#### Data for this task:
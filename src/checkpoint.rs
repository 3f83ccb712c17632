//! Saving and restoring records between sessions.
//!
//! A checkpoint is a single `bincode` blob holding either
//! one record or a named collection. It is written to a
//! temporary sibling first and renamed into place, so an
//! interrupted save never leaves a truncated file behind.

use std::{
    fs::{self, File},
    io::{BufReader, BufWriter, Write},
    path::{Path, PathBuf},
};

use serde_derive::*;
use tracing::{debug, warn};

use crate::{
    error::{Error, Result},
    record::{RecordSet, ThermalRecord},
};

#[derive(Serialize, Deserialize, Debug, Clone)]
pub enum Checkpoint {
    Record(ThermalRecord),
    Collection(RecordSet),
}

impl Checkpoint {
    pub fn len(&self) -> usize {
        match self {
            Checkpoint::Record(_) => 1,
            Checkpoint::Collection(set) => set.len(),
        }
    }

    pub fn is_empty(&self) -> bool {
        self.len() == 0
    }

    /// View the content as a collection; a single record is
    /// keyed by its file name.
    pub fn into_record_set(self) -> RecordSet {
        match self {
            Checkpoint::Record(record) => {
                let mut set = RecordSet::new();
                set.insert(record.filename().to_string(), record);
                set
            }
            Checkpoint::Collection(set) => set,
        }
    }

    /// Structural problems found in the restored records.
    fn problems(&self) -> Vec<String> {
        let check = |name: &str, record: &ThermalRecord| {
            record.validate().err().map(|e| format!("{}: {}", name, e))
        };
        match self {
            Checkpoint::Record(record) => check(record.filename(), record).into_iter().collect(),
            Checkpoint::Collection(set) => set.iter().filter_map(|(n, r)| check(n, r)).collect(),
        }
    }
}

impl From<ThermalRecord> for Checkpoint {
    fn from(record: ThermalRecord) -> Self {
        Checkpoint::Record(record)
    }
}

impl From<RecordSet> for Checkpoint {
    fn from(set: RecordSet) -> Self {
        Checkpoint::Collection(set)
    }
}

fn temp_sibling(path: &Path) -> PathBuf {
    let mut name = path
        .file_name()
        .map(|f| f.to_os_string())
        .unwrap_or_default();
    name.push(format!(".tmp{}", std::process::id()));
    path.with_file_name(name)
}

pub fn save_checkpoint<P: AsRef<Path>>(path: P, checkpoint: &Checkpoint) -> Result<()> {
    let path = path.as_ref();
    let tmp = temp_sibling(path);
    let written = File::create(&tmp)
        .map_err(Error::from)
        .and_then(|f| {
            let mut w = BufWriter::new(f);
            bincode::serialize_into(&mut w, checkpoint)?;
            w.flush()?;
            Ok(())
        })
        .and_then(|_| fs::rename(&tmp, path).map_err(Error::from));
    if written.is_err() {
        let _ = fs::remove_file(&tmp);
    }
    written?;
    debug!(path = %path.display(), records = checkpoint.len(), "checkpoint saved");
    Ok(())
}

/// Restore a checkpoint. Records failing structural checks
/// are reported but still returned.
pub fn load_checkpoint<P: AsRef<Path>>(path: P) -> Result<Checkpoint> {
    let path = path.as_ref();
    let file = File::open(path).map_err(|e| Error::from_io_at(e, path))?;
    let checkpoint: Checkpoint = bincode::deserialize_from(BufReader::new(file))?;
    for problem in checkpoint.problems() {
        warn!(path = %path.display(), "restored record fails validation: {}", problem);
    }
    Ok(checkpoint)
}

#### Task to complete:
Look over the records above and copy each line that includes the string "filename".

#### Finished exercise:
filename src/checkpoint.rs
                set.insert(record.filename().to_string(), record);
            Checkpoint::Record(record) => check(record.filename(), record).into_iter().collect(),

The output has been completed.